▶ _THE RECORDS_
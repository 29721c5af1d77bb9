//! Exact-cent monetary arithmetic for the two-party ledger.

use std::fmt;
use std::ops::{Add, AddAssign};

use serde::{de, Deserialize, Deserializer, Serialize, Serializer};

use crate::errors::LedgerError;

/// Non-negative monetary value held as whole cents.
///
/// Serializes as a decimal number of currency units so stored data stays
/// compatible with the flat record layout (`"amount": 12.34`).
#[derive(Debug, Clone, Copy, PartialEq, Eq, PartialOrd, Ord, Hash, Default)]
pub struct Amount(i64);

impl Amount {
    pub const ZERO: Amount = Amount(0);

    pub fn from_cents(cents: i64) -> Result<Self, LedgerError> {
        if cents < 0 {
            return Err(LedgerError::Validation(format!(
                "amount must be non-negative, got {} cents",
                cents
            )));
        }
        Ok(Amount(cents))
    }

    /// Builds an amount from currency units, rounding to the nearest cent.
    pub fn from_major(value: f64) -> Result<Self, LedgerError> {
        if !value.is_finite() {
            return Err(LedgerError::Validation(
                "amount must be a finite number".into(),
            ));
        }
        let cents = (value * 100.0).round();
        if cents < 0.0 {
            return Err(LedgerError::Validation(format!(
                "amount must be non-negative, got {}",
                value
            )));
        }
        Ok(Amount(cents as i64))
    }

    pub fn cents(self) -> i64 {
        self.0
    }

    pub fn to_major(self) -> f64 {
        self.0 as f64 / 100.0
    }

    pub fn is_zero(self) -> bool {
        self.0 == 0
    }

    /// Splits the amount into `parts` installments. Returns `(base, last)`:
    /// every installment carries `base` (the floored even share) except the
    /// final one, which absorbs the remainder so the parts sum back to the
    /// original amount exactly.
    pub fn split(self, parts: u32) -> (Amount, Amount) {
        debug_assert!(parts >= 1, "split requires at least one part");
        let parts = parts as i64;
        let base = self.0 / parts;
        let last = self.0 - base * (parts - 1);
        (Amount(base), Amount(last))
    }
}

impl Add for Amount {
    type Output = Amount;

    fn add(self, rhs: Amount) -> Amount {
        Amount(self.0 + rhs.0)
    }
}

impl AddAssign for Amount {
    fn add_assign(&mut self, rhs: Amount) {
        self.0 += rhs.0;
    }
}

impl fmt::Display for Amount {
    fn fmt(&self, f: &mut fmt::Formatter<'_>) -> fmt::Result {
        write!(f, "{:.2}", self.to_major())
    }
}

impl Serialize for Amount {
    fn serialize<S: Serializer>(&self, serializer: S) -> Result<S::Ok, S::Error> {
        serializer.serialize_f64(self.to_major())
    }
}

impl<'de> Deserialize<'de> for Amount {
    fn deserialize<D: Deserializer<'de>>(deserializer: D) -> Result<Self, D::Error> {
        let value = f64::deserialize(deserializer)?;
        if !value.is_finite() || value < 0.0 {
            return Err(de::Error::custom(format!(
                "amount must be a non-negative number, got {}",
                value
            )));
        }
        Ok(Amount((value * 100.0).round() as i64))
    }
}

/// Signed net position between the two users.
///
/// Held in half-cents so an `EQUAL` split of an odd cent count stays exact.
/// Positive means user B owes user A; negative the reverse. A magnitude
/// under one cent counts as even.
#[derive(Debug, Clone, Copy, PartialEq, Eq, Default)]
pub struct NetBalance(i64);

impl NetBalance {
    pub const ZERO: NetBalance = NetBalance(0);

    pub fn credit_half(&mut self, amount: Amount) {
        self.0 += amount.cents();
    }

    pub fn credit_full(&mut self, amount: Amount) {
        self.0 += 2 * amount.cents();
    }

    pub fn debit_half(&mut self, amount: Amount) {
        self.0 -= amount.cents();
    }

    pub fn debit_full(&mut self, amount: Amount) {
        self.0 -= 2 * amount.cents();
    }

    pub fn is_even(self) -> bool {
        self.0.abs() < 2
    }

    pub fn is_positive(self) -> bool {
        self.0 > 0
    }

    pub fn to_major(self) -> f64 {
        self.0 as f64 / 200.0
    }

    pub fn abs_major(self) -> f64 {
        self.to_major().abs()
    }
}

impl fmt::Display for NetBalance {
    fn fmt(&self, f: &mut fmt::Formatter<'_>) -> fmt::Result {
        write!(f, "{:+.2}", self.to_major())
    }
}
use chrono::Utc;
use std::{
    fs::{self, File},
    io::Write,
    path::{Path, PathBuf},
};

use crate::{
    errors::LedgerError,
    ledger::Expense,
    utils::{app_data_dir, archives_dir_in, ensure_dir, expenses_file_in},
};

use super::{Result, StorageBackend};

const TMP_SUFFIX: &str = "tmp";
const ARCHIVE_TIMESTAMP_FORMAT: &str = "%Y-%m-%dT%H-%M-%S";

/// JSON file backend storing the full record sequence in a single file,
/// written atomically (tmp file + rename).
#[derive(Debug, Clone)]
pub struct JsonStorage {
    data_file: PathBuf,
    archives_dir: PathBuf,
}

impl JsonStorage {
    pub fn new(root: Option<PathBuf>) -> Result<Self> {
        let base = root.unwrap_or_else(app_data_dir);
        ensure_dir(&base)?;
        Ok(Self {
            data_file: expenses_file_in(&base),
            archives_dir: archives_dir_in(&base),
        })
    }

    pub fn new_default() -> Result<Self> {
        Self::new(None)
    }

    pub fn data_file(&self) -> &Path {
        &self.data_file
    }
}

impl StorageBackend for JsonStorage {
    /// Loads the stored records; a missing data file is an empty ledger.
    fn load(&self) -> Result<Vec<Expense>> {
        if !self.data_file.exists() {
            return Ok(Vec::new());
        }
        let data = fs::read_to_string(&self.data_file)?;
        let expenses: Vec<Expense> = serde_json::from_str(&data)?;
        tracing::debug!(count = expenses.len(), "loaded expenses");
        Ok(expenses)
    }

    fn save(&self, expenses: &[Expense]) -> Result<()> {
        let json = serde_json::to_string_pretty(expenses)?;
        let tmp = tmp_path(&self.data_file);
        write_atomic(&tmp, &json)?;
        fs::rename(&tmp, &self.data_file)?;
        tracing::debug!(count = expenses.len(), "saved expenses");
        Ok(())
    }

    fn reset_backup(&self, expenses: &[Expense]) -> Result<PathBuf> {
        ensure_dir(&self.archives_dir)?;
        let name = format!(
            "archive_reset_{}.json",
            Utc::now().format(ARCHIVE_TIMESTAMP_FORMAT)
        );
        let path = self.archives_dir.join(name);
        let json = serde_json::to_string_pretty(expenses)?;
        write_atomic(&path, &json)?;
        tracing::info!(path = %path.display(), "wrote reset archive");
        Ok(path)
    }
}

/// Serializes the full record sequence verbatim, for export.
pub fn export_json(expenses: &[Expense]) -> Result<String> {
    Ok(serde_json::to_string_pretty(expenses)?)
}

/// Parses an import payload. The payload must be a non-empty JSON array of
/// record-shaped objects; anything else is rejected before any store
/// mutation. Unparseable record dates are coerced to today during
/// deserialization.
pub fn import_json(raw: &str) -> Result<Vec<Expense>> {
    let value: serde_json::Value = serde_json::from_str(raw)
        .map_err(|err| LedgerError::ImportFormat(format!("payload is not valid JSON: {}", err)))?;
    let items = value.as_array().ok_or_else(|| {
        LedgerError::ImportFormat("payload must be a JSON array of expenses".into())
    })?;
    if items.is_empty() {
        return Err(LedgerError::ImportFormat(
            "payload contains no expenses".into(),
        ));
    }
    items
        .iter()
        .enumerate()
        .map(|(index, item)| {
            serde_json::from_value::<Expense>(item.clone()).map_err(|err| {
                LedgerError::ImportFormat(format!("record {} is not expense-shaped: {}", index, err))
            })
        })
        .collect()
}

fn tmp_path(path: &Path) -> PathBuf {
    let mut tmp = path.to_path_buf();
    let ext = match path.extension().and_then(|ext| ext.to_str()) {
        Some(existing) => format!("{}.{}", existing, TMP_SUFFIX),
        None => TMP_SUFFIX.to_string(),
    };
    tmp.set_extension(ext);
    tmp
}

fn write_atomic(path: &Path, data: &str) -> Result<()> {
    if let Some(parent) = path.parent() {
        ensure_dir(parent)?;
    }
    let mut file = File::create(path)?;
    file.write_all(data.as_bytes())?;
    file.flush()?;
    Ok(())
}
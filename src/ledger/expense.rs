use chrono::NaiveDate;
use serde::{Deserialize, Serialize};
use uuid::Uuid;

use crate::{errors::LedgerError, money::Amount};

use super::users::Payer;

/// How responsibility for an expense is divided between payer and the other
/// party.
#[derive(Debug, Clone, Copy, PartialEq, Eq, Serialize, Deserialize)]
pub enum SplitType {
    /// Cost divided 50/50.
    #[serde(rename = "EQUAL")]
    Equal,
    /// Entire amount owed by the other party to the payer.
    #[serde(rename = "FULL_FOR_OTHER")]
    FullForOther,
}

/// Informational only; never affects balance math.
#[derive(Debug, Clone, Copy, PartialEq, Eq, Serialize, Deserialize)]
pub enum PaymentMethod {
    #[serde(rename = "CREDIT")]
    Credit,
    #[serde(rename = "DEBIT")]
    Debit,
}

/// Advisory category labels. The data model accepts any string.
pub const CATEGORIES: &[&str] = &[
    "Groceries",
    "Dining Out",
    "Rent/Mortgage",
    "Utilities",
    "Transportation",
    "Fuel",
    "Parking",
    "Vehicles",
    "Entertainment",
    "Health",
    "Pets",
    "Shopping",
    "Travel",
    "Other",
];

/// A single dated expense record, as stored in the ledger and on disk.
#[derive(Debug, Clone, PartialEq, Serialize, Deserialize)]
#[serde(rename_all = "camelCase")]
pub struct Expense {
    pub id: Uuid,
    pub amount: Amount,
    pub description: String,
    pub category: String,
    #[serde(with = "lenient_date")]
    pub date: NaiveDate,
    pub payer_id: Payer,
    pub split_type: SplitType,
    /// Creation-order tiebreaker in epoch milliseconds; strictly increasing
    /// within an installment batch.
    pub timestamp: i64,
    pub payment_method: PaymentMethod,
    #[serde(default, skip_serializing_if = "Option::is_none")]
    pub notes: Option<String>,
    #[serde(default)]
    pub is_settled: bool,
}

/// User intent for a new expense, before installment expansion.
#[derive(Debug, Clone)]
pub struct ExpenseDraft {
    pub amount: Amount,
    pub description: String,
    pub category: String,
    pub date: NaiveDate,
    pub payer_id: Payer,
    pub split_type: SplitType,
    pub payment_method: PaymentMethod,
    pub notes: Option<String>,
}

impl ExpenseDraft {
    pub fn new(
        amount: Amount,
        description: impl Into<String>,
        category: impl Into<String>,
        date: NaiveDate,
        payer_id: Payer,
        split_type: SplitType,
        payment_method: PaymentMethod,
    ) -> Result<Self, LedgerError> {
        let description = description.into();
        if description.trim().is_empty() {
            return Err(LedgerError::Validation(
                "expense description must not be empty".into(),
            ));
        }
        Ok(Self {
            amount,
            description,
            category: category.into(),
            date,
            payer_id,
            split_type,
            payment_method,
            notes: None,
        })
    }

    pub fn with_notes(mut self, notes: impl Into<String>) -> Self {
        self.notes = Some(notes.into());
        self
    }
}

/// Dates serialize as `YYYY-MM-DD`. Deserialization normalizes unparseable
/// strings to today rather than failing, matching the import contract.
mod lenient_date {
    use chrono::NaiveDate;
    use serde::{Deserialize, Deserializer, Serializer};

    use crate::ledger::month::parse_date_or_today;

    const FORMAT: &str = "%Y-%m-%d";

    pub fn serialize<S: Serializer>(date: &NaiveDate, serializer: S) -> Result<S::Ok, S::Error> {
        serializer.serialize_str(&date.format(FORMAT).to_string())
    }

    pub fn deserialize<'de, D: Deserializer<'de>>(deserializer: D) -> Result<NaiveDate, D::Error> {
        let raw = String::deserialize(deserializer)?;
        Ok(parse_date_or_today(&raw))
    }
}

▶ _WHAT YOU WILL DO_
Scan the material for lines with the word "struct", and copy each line you find.

▶ _RESPONSE AREA_
pub struct Amount(i64);
pub struct NetBalance(i64);
pub struct JsonStorage {
pub struct Expense {
pub struct ExpenseDraft {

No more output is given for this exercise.